When looking back on the lead-up to the Nazi party’s takeover of the German government in 1933, most people – historians included – cite the inflammatory rhetoric of Adolf Hitler’s campaign speeches as the critical catalyst that transformed what began as a small group of political outsiders into a destructive force with majority rule in parliament in just 12 years.
But new research by political scientists at the University of Konstanz and the Hertie School of Governance calls this narrative into question after comparisons of election statistics in regions where Hitler made appearances and those where he did not showed similar support for the party – known in German as the National Socialist German Workers' Party (NSDAP).
"We are surprised about how marginal the effect of Hitler's election appearances was, especially when one considers contemporary witnesses and historians who have confirmed his exceptional rhetorical abilities," authors Peter Selb and Simon Munzert said in a statement.
As they explain in their paper, set to be published in American Political Science Review, only a handful of studies have thus far attempted to assess the effectiveness of early Nazi propaganda on voting behavior. These investigations have confirmed what NSDAP officials claimed in the 1930s: the government officials in power prior to Hitler’s appointment as chancellor in January 1933 did not allow his campaigns to use the radio, and their printed materials were often confiscated. As a consequence, Hitler’s unfiltered communication with the public was mostly limited to rallies, so he became masterful at drawing attention at these events using the dazzling new technology of loudspeakers and showily ferrying himself from location to location in a plane.
The problem with these past studies, according to Selb and Munzert, is that they did not account for confounding factors, such as election staff deliberately choosing areas with easy-to-mobilize support, when looking at links between his campaign itineraries and local election results. To remedy this, the duo applied a statistical technique called difference in differences (DID) to these records and also reviewed rally attendance figures and estimates of each location’s NSDAP member base for 1,000 counties and 3,684 municipalities. Appearances by Joseph Goebbels, Hitler’s second-hand man and later his minister of propaganda, were factored in too.
Of the five parliamentary and one presidential election that occurred between 1927 and 1933, Selb and Munzert’s analysis suggests that only the 1932 presidential run-off election was notably impacted by Hitler’s public engagements. They note that this vote took place after an unusually short, one-month campaign period, during which Hitler had a great advantage—his then 84-year-old competitor Paul von Hindenburg did not make any public appearances. The authors calculated that Hitler’s speeches during this timeframe earned him an additional one to two percentage points of the vote share in areas where he held rallies.

An anti-communist, anti-Semitic Nazi Party poster for the German Reichstag (parliamentary) elections of 1932.
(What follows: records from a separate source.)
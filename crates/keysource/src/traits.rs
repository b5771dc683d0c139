//! The source contract and its convenience extensions.

use async_trait::async_trait;

use crate::context::Context;
use crate::error::SecretsError;
use crate::types::{SecretValue, SourceType};

/// A backend that resolves secret keys to values.
///
/// Implementations may read from the process environment, files, or remote
/// secret managers. Callers hold an `Arc<dyn Source>` and stay agnostic of
/// which backend answers.
///
/// # Absence
///
/// A key with no value must be reported as [`SecretsError::NotFound`].
/// Every other failure uses a different variant, so callers can treat a
/// missing optional secret as a normal branch while still surfacing
/// infrastructure errors.
///
/// # Context
///
/// Backends that perform blocking or remote work should stop when `ctx` is
/// cancelled or its deadline passes. Backends that answer immediately may
/// ignore it.
#[async_trait]
pub trait Source: Send + Sync {
    /// Retrieves the value stored under `key`.
    ///
    /// Keys are passed through unvalidated; what counts as a well-formed
    /// key is up to the backend.
    async fn get(&self, ctx: &Context, key: &str) -> Result<SecretValue, SecretsError>;

    /// Returns the type of backend serving this source.
    fn source_type(&self) -> SourceType;
}

/// Helpers for call sites where a secret is optional.
#[async_trait]
pub trait SourceExt: Source {
    /// Like [`Source::get`], but maps `NotFound` to `Ok(None)`.
    async fn get_optional(
        &self,
        ctx: &Context,
        key: &str,
    ) -> Result<Option<SecretValue>, SecretsError> {
        match self.get(ctx, key).await {
            Ok(value) => Ok(Some(value)),
            Err(e) if e.is_not_found() => Ok(None),
            Err(e) => Err(e),
        }
    }

    /// Returns `default` when the key is absent. Other errors propagate.
    async fn get_or(
        &self,
        ctx: &Context,
        key: &str,
        default: SecretValue,
    ) -> Result<SecretValue, SecretsError> {
        Ok(self.get_optional(ctx, key).await?.unwrap_or(default))
    }

    /// Checks whether the key has a value.
    async fn exists(&self, ctx: &Context, key: &str) -> Result<bool, SecretsError> {
        Ok(self.get_optional(ctx, key).await?.is_some())
    }
}

impl<S: Source + ?Sized> SourceExt for S {}
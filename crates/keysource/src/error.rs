//! Error types for secret retrieval.

use std::fmt;

use thiserror::Error;

/// Errors that can occur while constructing a source or reading from it.
#[derive(Debug, Error)]
#[non_exhaustive]
pub enum SecretsError {
    /// The key has no value in the backend's store.
    #[error("secret not found: {key}")]
    NotFound {
        /// The key that was requested.
        key: String,
    },

    /// Unsupported or disabled backend type.
    #[error("unsupported secrets backend: {0}")]
    UnsupportedBackend(String),

    /// Invalid backend configuration.
    #[error("configuration error: {0}")]
    Configuration(String),

    /// The caller's context was cancelled.
    #[error("operation cancelled")]
    Cancelled,

    /// The caller's context deadline passed.
    #[error("deadline exceeded")]
    DeadlineExceeded,

    /// Backend-specific failure (I/O, network, permissions).
    #[error("backend error")]
    Backend(#[source] Box<dyn std::error::Error + Send + Sync>),
}

impl SecretsError {
    /// Creates a `NotFound` error for a key.
    pub fn not_found(key: impl Into<String>) -> Self {
        Self::NotFound { key: key.into() }
    }

    /// Wraps an opaque backend failure.
    pub fn backend(err: impl Into<Box<dyn std::error::Error + Send + Sync>>) -> Self {
        Self::Backend(err.into())
    }

    /// Returns the stable category of this error.
    #[must_use]
    pub const fn kind(&self) -> ErrorKind {
        match self {
            Self::NotFound { .. } => ErrorKind::NotFound,
            Self::UnsupportedBackend(_) => ErrorKind::Unsupported,
            Self::Configuration(_) => ErrorKind::Configuration,
            Self::Cancelled => ErrorKind::Cancelled,
            Self::DeadlineExceeded => ErrorKind::DeadlineExceeded,
            Self::Backend(_) => ErrorKind::Backend,
        }
    }

    /// Returns true if the key was absent, as opposed to any other failure.
    #[must_use]
    pub const fn is_not_found(&self) -> bool {
        matches!(self, Self::NotFound { .. })
    }
}

/// Comparable category of a [`SecretsError`].
///
/// Call sites branch on this rather than on error messages:
///
/// ```rust,ignore
/// match source.get(&ctx, "API_KEY").await {
///     Ok(value) => use_key(value),
///     Err(e) if e.kind() == ErrorKind::NotFound => fall_back(),
///     Err(e) => return Err(e.into()),
/// }
/// ```
#[derive(Debug, Clone, Copy, PartialEq, Eq, Hash)]
#[non_exhaustive]
pub enum ErrorKind {
    /// Key absent from the store.
    NotFound,
    /// Unknown backend selector.
    Unsupported,
    /// Invalid backend configuration.
    Configuration,
    /// Context cancelled.
    Cancelled,
    /// Context deadline passed.
    DeadlineExceeded,
    /// Opaque backend failure.
    Backend,
}

impl ErrorKind {
    /// Returns a short lowercase label, suitable for structured log fields.
    #[must_use]
    pub const fn as_str(&self) -> &'static str {
        match self {
            Self::NotFound => "not_found",
            Self::Unsupported => "unsupported",
            Self::Configuration => "configuration",
            Self::Cancelled => "cancelled",
            Self::DeadlineExceeded => "deadline_exceeded",
            Self::Backend => "backend",
        }
    }
}

impl fmt::Display for ErrorKind {
    fn fmt(&self, f: &mut fmt::Formatter<'_>) -> fmt::Result {
        f.write_str(self.as_str())
    }
}
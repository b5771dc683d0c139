//! Secret lookup commands.

use std::io::Write;
use std::sync::Arc;

use anyhow::{Context as _, Result};
use keysource::{new_source_with_config, ConfigError, Context, Source, SourceConfig, SourceExt};
use tracing::debug;

use super::Outcome;
use crate::SourceArgs;

fn load_config(args: &SourceArgs) -> Result<SourceConfig> {
    let mut config = match &args.config {
        Some(path) => SourceConfig::load_from(path)
            .with_context(|| format!("failed to load {}", path.display()))?,
        None => match SourceConfig::load() {
            Ok(config) => config,
            Err(ConfigError::FileNotFound(path)) => {
                debug!(path = %path, "No configuration file, using default configuration");
                SourceConfig::default()
            }
            Err(e) => return Err(e).context("failed to load configuration"),
        },
    };

    if let Some(backend) = args.backend {
        if backend != config.source_type() {
            config = SourceConfig::from(backend);
        }
    }

    Ok(config)
}

async fn build_source(ctx: &Context, args: &SourceArgs) -> Result<Arc<dyn Source>> {
    let config = load_config(args)?;
    debug!(backend = %config.source_type(), "Configuration loaded");

    new_source_with_config(ctx, &config)
        .await
        .context("failed to initialise secrets source")
}

/// Writes the secret's value (or `default`) followed by a newline.
pub async fn run<W: Write>(
    ctx: &Context,
    args: &SourceArgs,
    key: &str,
    default: Option<&str>,
    out: &mut W,
) -> Result<Outcome> {
    let source = build_source(ctx, args).await?;

    match ctx.run(source.get_optional(ctx, key)).await? {
        Some(value) => {
            writeln!(out, "{}", value.expose())?;
        }
        None => match default {
            Some(default) => writeln!(out, "{default}")?,
            None => {
                eprintln!("Secret '{key}' not found");
                return Ok(Outcome::Missing);
            }
        },
    }

    out.flush()?;
    Ok(Outcome::Found)
}

/// Reports whether the key has a value, without printing it.
pub async fn exists(ctx: &Context, args: &SourceArgs, key: &str) -> Result<Outcome> {
    let source = build_source(ctx, args).await?;

    if ctx.run(source.exists(ctx, key)).await? {
        Ok(Outcome::Found)
    } else {
        Ok(Outcome::Missing)
    }
}
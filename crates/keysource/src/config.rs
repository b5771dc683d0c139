//! Configuration types for secrets backends.
//!
//! A [`SourceConfig`] names a backend and carries its settings. It can be
//! built directly, converted from a [`SourceType`], or (with the `config`
//! feature) loaded from a TOML file layered with `KEYSOURCE_` environment
//! overrides:
//!
//! ```toml
//! backend = "environment"
//! prefix = "MYAPP"
//! ```

use serde::{Deserialize, Serialize};

use crate::error::SecretsError;
use crate::types::SourceType;

/// Default configuration file name.
pub const DEFAULT_CONFIG_FILE: &str = "keysource.toml";

/// Prefix for environment variables overriding file settings.
pub const ENV_OVERRIDE_PREFIX: &str = "KEYSOURCE_";

/// Backend configuration variants.
#[derive(Debug, Clone, PartialEq, Eq, Serialize, Deserialize)]
#[serde(tag = "backend", rename_all = "lowercase")]
#[non_exhaustive]
pub enum SourceConfig {
    /// Environment variable backend.
    #[serde(alias = "env")]
    Environment {
        /// Optional variable prefix; key `K` then reads `{prefix}_K`.
        #[serde(default, skip_serializing_if = "Option::is_none")]
        prefix: Option<String>,
    },
}

impl Default for SourceConfig {
    fn default() -> Self {
        Self::Environment { prefix: None }
    }
}

impl From<SourceType> for SourceConfig {
    fn from(source_type: SourceType) -> Self {
        match source_type {
            SourceType::Environment => Self::Environment { prefix: None },
        }
    }
}

impl SourceConfig {
    /// Returns the backend this configuration selects.
    #[must_use]
    pub const fn source_type(&self) -> SourceType {
        match self {
            Self::Environment { .. } => SourceType::Environment,
        }
    }

    /// Checks backend-specific settings.
    pub fn validate(&self) -> Result<(), SecretsError> {
        match self {
            Self::Environment { prefix: Some(prefix) } => {
                if prefix.is_empty() {
                    return Err(SecretsError::Configuration(
                        "environment prefix must not be empty".to_owned(),
                    ));
                }
                if prefix.contains(|c: char| c == '=' || c == '\0') {
                    return Err(SecretsError::Configuration(format!(
                        "environment prefix {prefix:?} contains '=' or NUL"
                    )));
                }
                Ok(())
            }
            Self::Environment { prefix: None } => Ok(()),
        }
    }
}

#[cfg(feature = "config")]
pub use loader::ConfigError;

#[cfg(feature = "config")]
mod loader {
    use std::path::Path;

    use figment::providers::{Env, Format, Serialized, Toml};
    use figment::{Error as FigmentError, Figment};
    use thiserror::Error;

    use super::{SourceConfig, DEFAULT_CONFIG_FILE, ENV_OVERRIDE_PREFIX};

    /// Errors that can occur when loading or parsing source configuration.
    #[derive(Error, Debug)]
    pub enum ConfigError {
        /// Error from the Figment configuration library.
        #[error("configuration error: {0}")]
        Figment(Box<FigmentError>),

        /// The specified configuration file was not found.
        #[error("configuration file not found: {0}")]
        FileNotFound(String),
    }

    impl From<FigmentError> for ConfigError {
        fn from(err: FigmentError) -> Self {
            Self::Figment(Box::new(err))
        }
    }

    impl SourceConfig {
        /// Loads configuration from the default path (`keysource.toml`).
        pub fn load() -> Result<Self, ConfigError> {
            Self::load_from(DEFAULT_CONFIG_FILE)
        }

        /// Loads configuration from the specified file path.
        ///
        /// Environment variables prefixed with `KEYSOURCE_` override file
        /// settings, e.g. `KEYSOURCE_PREFIX=MYAPP`. Omitted settings fall back
        /// to the environment backend with no prefix.
        pub fn load_from(path: impl AsRef<Path>) -> Result<Self, ConfigError> {
            let path = path.as_ref();

            if !path.exists() {
                return Err(ConfigError::FileNotFound(path.display().to_string()));
            }

            let figment = Figment::from(Serialized::defaults(Self::default()))
                .merge(Toml::file(path))
                .merge(Env::prefixed(ENV_OVERRIDE_PREFIX));

            figment.extract::<Self>().map_err(ConfigError::from)
        }

        /// Parses configuration from a TOML string.
        pub fn parse(content: &str) -> Result<Self, ConfigError> {
            let figment =
                Figment::from(Serialized::defaults(Self::default())).merge(Toml::string(content));
            figment.extract::<Self>().map_err(ConfigError::from)
        }
    }
}
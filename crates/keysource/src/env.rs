//! Environment variable secrets backend.
//!
//! A read-only backend that resolves keys against the process environment.

use std::borrow::Cow;
use std::env;

use async_trait::async_trait;

use crate::context::Context;
use crate::error::SecretsError;
use crate::traits::Source;
use crate::types::{SecretValue, SourceType};

/// Environment variable secrets backend.
///
/// Without a prefix, key `API_KEY` reads variable `API_KEY`. With prefix
/// `MYAPP`, it reads `MYAPP_API_KEY`.
///
/// A variable set to the empty string is a present, empty secret. Only a
/// variable that is not set at all is reported as `NotFound`. Keys are not
/// validated: an empty key, or one the platform cannot represent, is
/// simply absent.
///
/// Every call re-reads the environment; nothing is cached.
#[derive(Debug, Clone, Default)]
pub struct EnvSource {
    prefix: Option<String>,
}

impl EnvSource {
    /// Creates a backend that reads keys as variable names verbatim.
    pub fn new() -> Self {
        Self::default()
    }

    /// Creates a backend that reads `{prefix}_{key}`.
    pub fn with_prefix(prefix: impl Into<String>) -> Self {
        Self {
            prefix: Some(prefix.into()),
        }
    }

    /// Returns the configured prefix.
    pub fn prefix(&self) -> Option<&str> {
        self.prefix.as_deref()
    }

    fn env_var_name<'a>(&self, key: &'a str) -> Cow<'a, str> {
        match &self.prefix {
            Some(prefix) => Cow::Owned(format!("{prefix}_{key}")),
            None => Cow::Borrowed(key),
        }
    }
}

#[async_trait]
impl Source for EnvSource {
    async fn get(&self, _ctx: &Context, key: &str) -> Result<SecretValue, SecretsError> {
        let var_name = self.env_var_name(key);

        // var_os keeps "set to empty" distinct from "not set".
        let Some(raw) = env::var_os(&*var_name) else {
            return Err(SecretsError::not_found(key));
        };

        let value = match raw.into_string() {
            Ok(value) => value,
            Err(raw) => {
                tracing::warn!(
                    secret.name = key,
                    secret.env_var = %var_name,
                    "Environment variable contains invalid UTF-8, decoding lossily"
                );
                raw.to_string_lossy().into_owned()
            }
        };

        tracing::debug!(
            secret.name = key,
            secret.env_var = %var_name,
            secret.operation = "get",
            "Secret read from environment"
        );
        Ok(SecretValue::new(value))
    }

    fn source_type(&self) -> SourceType {
        SourceType::Environment
    }
}
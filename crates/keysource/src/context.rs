//! Cancellation and deadline propagation for source operations.

use std::future::Future;
use std::time::Duration;

use tokio::time::Instant;
use tokio_util::sync::CancellationToken;

use crate::error::SecretsError;

/// Request-scoped context passed to every source operation.
///
/// Carries a cancellation token and an optional deadline. Backends that
/// block (network, disk) honour it; backends that answer immediately may
/// ignore it. Cloning shares the same token.
#[derive(Debug, Clone, Default)]
#[must_use]
pub struct Context {
    cancel: CancellationToken,
    deadline: Option<Instant>,
}

impl Context {
    /// Creates a context that is never cancelled and has no deadline.
    pub fn background() -> Self {
        Self::default()
    }

    /// Replaces the cancellation token, e.g. with one tied to shutdown.
    pub fn with_cancellation(mut self, cancel: CancellationToken) -> Self {
        self.cancel = cancel;
        self
    }

    /// Sets a deadline. An earlier existing deadline is kept.
    pub fn with_deadline(mut self, deadline: Instant) -> Self {
        self.deadline = Some(match self.deadline {
            Some(existing) => existing.min(deadline),
            None => deadline,
        });
        self
    }

    /// Sets a deadline relative to now.
    pub fn with_timeout(self, timeout: Duration) -> Self {
        self.with_deadline(Instant::now() + timeout)
    }

    /// Derives a context that is cancelled with this one but can also be
    /// cancelled on its own without affecting the parent.
    pub fn child(&self) -> Self {
        Self {
            cancel: self.cancel.child_token(),
            deadline: self.deadline,
        }
    }

    /// Cancels this context and every child derived from it.
    pub fn cancel(&self) {
        self.cancel.cancel();
    }

    /// Returns the underlying cancellation token.
    #[must_use]
    pub const fn token(&self) -> &CancellationToken {
        &self.cancel
    }

    /// Returns the deadline, if one is set.
    #[must_use]
    pub const fn deadline(&self) -> Option<Instant> {
        self.deadline
    }

    /// Returns true once the context has been cancelled.
    #[must_use]
    pub fn is_cancelled(&self) -> bool {
        self.cancel.is_cancelled()
    }

    /// Returns true once the deadline has passed.
    #[must_use]
    pub fn is_expired(&self) -> bool {
        self.deadline.is_some_and(|d| Instant::now() >= d)
    }

    /// Returns an error if the context is already done.
    pub fn check(&self) -> Result<(), SecretsError> {
        if self.is_cancelled() {
            return Err(SecretsError::Cancelled);
        }
        if self.is_expired() {
            return Err(SecretsError::DeadlineExceeded);
        }
        Ok(())
    }

    /// Resolves when the context is cancelled or its deadline passes,
    /// yielding the corresponding error.
    pub async fn done(&self) -> SecretsError {
        match self.deadline {
            Some(deadline) => tokio::select! {
                biased;
                () = self.cancel.cancelled() => SecretsError::Cancelled,
                () = tokio::time::sleep_until(deadline) => SecretsError::DeadlineExceeded,
            },
            None => {
                self.cancel.cancelled().await;
                SecretsError::Cancelled
            }
        }
    }

    /// Runs a fallible future, abandoning it if the context finishes first.
    pub async fn run<F, T>(&self, fut: F) -> Result<T, SecretsError>
    where
        F: Future<Output = Result<T, SecretsError>>,
    {
        self.check()?;
        tokio::select! {
            biased;
            err = self.done() => Err(err),
            result = fut => result,
        }
    }
}

#[cfg(test)]
mod tests {
    use super::*;
    use crate::error::ErrorKind;

    #[test]
    fn background_is_never_done() {
        let ctx = Context::background();

        assert!(!ctx.is_cancelled());
        assert!(!ctx.is_expired());
        assert!(ctx.deadline().is_none());
        assert!(ctx.check().is_ok());
    }

    #[test]
    fn cancel_is_shared_between_clones() {
        let ctx = Context::background();
        let clone = ctx.clone();

        clone.cancel();

        assert!(ctx.is_cancelled());
        assert_eq!(ctx.check().unwrap_err().kind(), ErrorKind::Cancelled);
    }

    #[test]
    fn child_cancel_does_not_reach_parent() {
        let parent = Context::background();
        let child = parent.child();

        child.cancel();
        assert!(child.is_cancelled());
        assert!(!parent.is_cancelled());

        let other = parent.child();
        parent.cancel();
        assert!(other.is_cancelled());
    }

    #[test]
    fn external_token_drives_cancellation() {
        let token = CancellationToken::new();
        let ctx = Context::background().with_cancellation(token.clone());

        token.cancel();

        assert!(ctx.is_cancelled());
    }

    #[test]
    fn earlier_deadline_wins() {
        let now = Instant::now();
        let early = now + Duration::from_secs(1);
        let late = now + Duration::from_secs(60);

        let ctx = Context::background().with_deadline(early).with_deadline(late);
        assert_eq!(ctx.deadline(), Some(early));

        let ctx = Context::background().with_deadline(late).with_deadline(early);
        assert_eq!(ctx.deadline(), Some(early));
    }

    #[test]
    fn zero_timeout_is_expired() {
        let ctx = Context::background().with_timeout(Duration::ZERO);

        assert!(ctx.is_expired());
        assert_eq!(ctx.check().unwrap_err().kind(), ErrorKind::DeadlineExceeded);
    }

    #[tokio::test]
    async fn run_returns_future_result() {
        let ctx = Context::background().with_timeout(Duration::from_secs(30));

        let value = ctx.run(async { Ok::<_, SecretsError>(42) }).await.unwrap();

        assert_eq!(value, 42);
    }

    #[tokio::test]
    async fn run_rejects_cancelled_context() {
        let ctx = Context::background();
        ctx.cancel();

        let result = ctx.run(async { Ok::<_, SecretsError>(()) }).await;

        assert!(matches!(result, Err(SecretsError::Cancelled)));
    }

    #[tokio::test(start_paused = true)]
    async fn run_abandons_future_at_deadline() {
        let ctx = Context::background().with_timeout(Duration::from_millis(50));

        let result = ctx
            .run(async {
                tokio::time::sleep(Duration::from_secs(3600)).await;
                Ok::<_, SecretsError>(())
            })
            .await;

        assert!(matches!(result, Err(SecretsError::DeadlineExceeded)));
    }

    #[tokio::test]
    async fn done_resolves_on_cancel() {
        let ctx = Context::background();
        let waiter = ctx.clone();

        let handle = tokio::spawn(async move { waiter.done().await });
        ctx.cancel();

        let err = handle.await.unwrap();
        assert_eq!(err.kind(), ErrorKind::Cancelled);
    }
}
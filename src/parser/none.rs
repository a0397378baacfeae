//! Pass-through parser for documents without front matter.

use crate::{error::Result, metadata::Metadata};

use super::{Document, Format, FrontMatterParser};

/// Pass-through for documents without front matter.
#[derive(Clone, Debug, Default)]
pub struct NoneParser {
    document: Document,
}

impl NoneParser {
    pub fn new() -> Self {
        Self::default()
    }
}

impl FrontMatterParser for NoneParser {
    fn try_init(&mut self, input: &[u8]) -> Result<()> {
        self.document = Document::unparsed(input);
        Ok(())
    }

    fn markdown(&self) -> &[u8] {
        &self.document.markdown
    }

    fn metadata(&self) -> &Metadata {
        &self.document.metadata
    }

    fn format(&self) -> Format {
        Format::None
    }
}
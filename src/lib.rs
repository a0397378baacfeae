//! Front matter extraction for text documents.
//!
//! A document may open with a metadata block in TOML (between `+++` lines),
//! YAML (between `---` lines) or JSON (a leading object). [`get_parser`]
//! recognizes the block, parses it into [`Metadata`] and hands back the rest
//! of the document as the body.
//!
//! ```rust
//! use mdmeta::FrontMatterParser;
//!
//! let parser = mdmeta::get_parser(b"+++\ntitle = \"Hello\"\n+++\n# Body\n");
//!
//! assert_eq!(parser.type_name(), "TOML");
//! assert_eq!(parser.metadata().title, "Hello");
//! assert_eq!(parser.markdown(), b"# Body\n");
//! ```

pub mod detect;
pub mod error;
pub mod frontmatter;
pub mod metadata;
pub mod parser;

pub use detect::{get_parser, read_parser};
pub use error::{Error, Result};
pub use metadata::{Metadata, Value};
pub use parser::{Format, FrontMatterParser, JsonParser, NoneParser, TomlParser, YamlParser};
//! The front matter parser trait and its per-format implementations.

use std::fmt;

use serde::Serialize;

use crate::{error::Result, metadata::Metadata};

mod json;
mod none;
mod toml;
mod yaml;

pub use self::json::JsonParser;
pub use self::none::NoneParser;
pub use self::toml::TomlParser;
pub use self::yaml::YamlParser;

/// The front matter formats understood by this crate.
#[derive(Clone, Copy, Debug, PartialEq, Eq, Hash, Serialize)]
pub enum Format {
    #[serde(rename = "JSON")]
    Json,
    #[serde(rename = "TOML")]
    Toml,
    #[serde(rename = "YAML")]
    Yaml,
    /// No front matter; the whole document is body.
    None,
}

impl Format {
    pub fn as_str(self) -> &'static str {
        match self {
            Format::Json => "JSON",
            Format::Toml => "TOML",
            Format::Yaml => "YAML",
            Format::None => "None",
        }
    }
}

impl fmt::Display for Format {
    fn fmt(&self, f: &mut fmt::Formatter<'_>) -> fmt::Result {
        f.write_str(self.as_str())
    }
}

/// Splits a document into front matter metadata and body.
///
/// An instance holds the result of one document. After a failed `init` it
/// holds empty metadata and the whole input as body.
pub trait FrontMatterParser: fmt::Debug + Send {
    /// Parses `input`, reporting why it was rejected.
    fn try_init(&mut self, input: &[u8]) -> Result<()>;

    /// The document body following the front matter block.
    fn markdown(&self) -> &[u8];

    fn metadata(&self) -> &Metadata;

    fn format(&self) -> Format;

    /// Parses `input`, returning whether a well-formed block was found.
    fn init(&mut self, input: &[u8]) -> bool {
        match self.try_init(input) {
            Ok(()) => true,
            Err(err) => {
                tracing::debug!(format = %self.format(), "front matter rejected: {err}");
                false
            }
        }
    }

    fn type_name(&self) -> &'static str {
        self.format().as_str()
    }
}

/// Metadata and body shared by every parser variant.
#[derive(Clone, Debug, Default)]
struct Document {
    metadata: Metadata,
    markdown: Vec<u8>,
}

impl Document {
    fn unparsed(input: &[u8]) -> Self {
        Self {
            metadata: Metadata::default(),
            markdown: input.to_vec(),
        }
    }

    fn split(input: &[u8], metadata: Metadata, body_start: usize) -> Self {
        Self {
            metadata,
            markdown: input[body_start..].to_vec(),
        }
    }
}
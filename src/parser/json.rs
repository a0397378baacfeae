//! JSON front matter given as a leading object.

use serde_json::{Deserializer, Map};

use crate::{
    error::{Error, Result},
    metadata::Metadata,
};

use super::{Document, Format, FrontMatterParser};

/// JSON front matter: a leading object, with the body starting right after
/// its closing brace.
#[derive(Clone, Debug, Default)]
pub struct JsonParser {
    document: Document,
    end: Option<usize>,
}

impl JsonParser {
    pub fn new() -> Self {
        Self::default()
    }

    /// Offset just past the top-level object of the last successful parse.
    pub fn end(&self) -> Option<usize> {
        self.end
    }

    fn parse(input: &[u8]) -> Result<(usize, Metadata)> {
        let start = input
            .iter()
            .position(|b| !b.is_ascii_whitespace())
            .filter(|&i| input[i] == b'{')
            .ok_or(Error::MissingOpening { marker: "{" })?;

        let mut stream =
            Deserializer::from_slice(&input[start..]).into_iter::<Map<String, serde_json::Value>>();

        let object = match stream.next() {
            Some(Ok(object)) => object,
            Some(Err(err)) if err.is_eof() => return Err(Error::MissingClosing { marker: "}" }),
            Some(Err(err)) => return Err(err.into()),
            None => return Err(Error::MissingOpening { marker: "{" }),
        };
        let end = start + stream.byte_offset();

        let metadata = Metadata::new(object.into_iter().map(|(k, v)| (k, v.into())).collect());

        Ok((end, metadata))
    }
}

impl FrontMatterParser for JsonParser {
    fn try_init(&mut self, input: &[u8]) -> Result<()> {
        let (end, metadata) = match Self::parse(input) {
            Ok(parsed) => parsed,
            Err(err) => {
                self.document = Document::unparsed(input);
                self.end = None;
                return Err(err);
            }
        };

        self.document = Document::split(input, metadata, end);
        self.end = Some(end);

        Ok(())
    }

    fn markdown(&self) -> &[u8] {
        &self.document.markdown
    }

    fn metadata(&self) -> &Metadata {
        &self.document.metadata
    }

    fn format(&self) -> Format {
        Format::Json
    }
}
Naturally, although this study accounts for some of the limitations of its predecessors, several issues remain. Most importantly, the authors concede that DID estimation depends on the assumption that the voting patterns in an area are only affected by visits during that campaign season, not those that may have occurred previously. Secondly, no modern-day analysis can adjust for all the mediums by which political rhetoric was spread in the past, be it independent newspapers or word-of-mouth.
“To be sure, campaign effects on voting behavior and election results are notoriously difficult to detect in a campaign realm that is characterized by the selective exposure of voters to a diffuse stream of conflicting messages,” Selb and Munzert wrote.
Nonetheless, they believe their results have crucial implications for today’s political climate, stating in their conclusion:
“The notion that charismatic leaders are of particular importance for the electoral success of right-wing populist parties has recently regained attention. Our empirical findings support a skeptical view. The mystification of the powers of demagogues seems just as inappropriate now as it was then. To do so overlooks the economic and political circumstances under which they succeed electorally: mass unemployment and economic despair, lack of support for democracy among elites and the public, popular detachment from established parties and their representatives, and weak institutions.”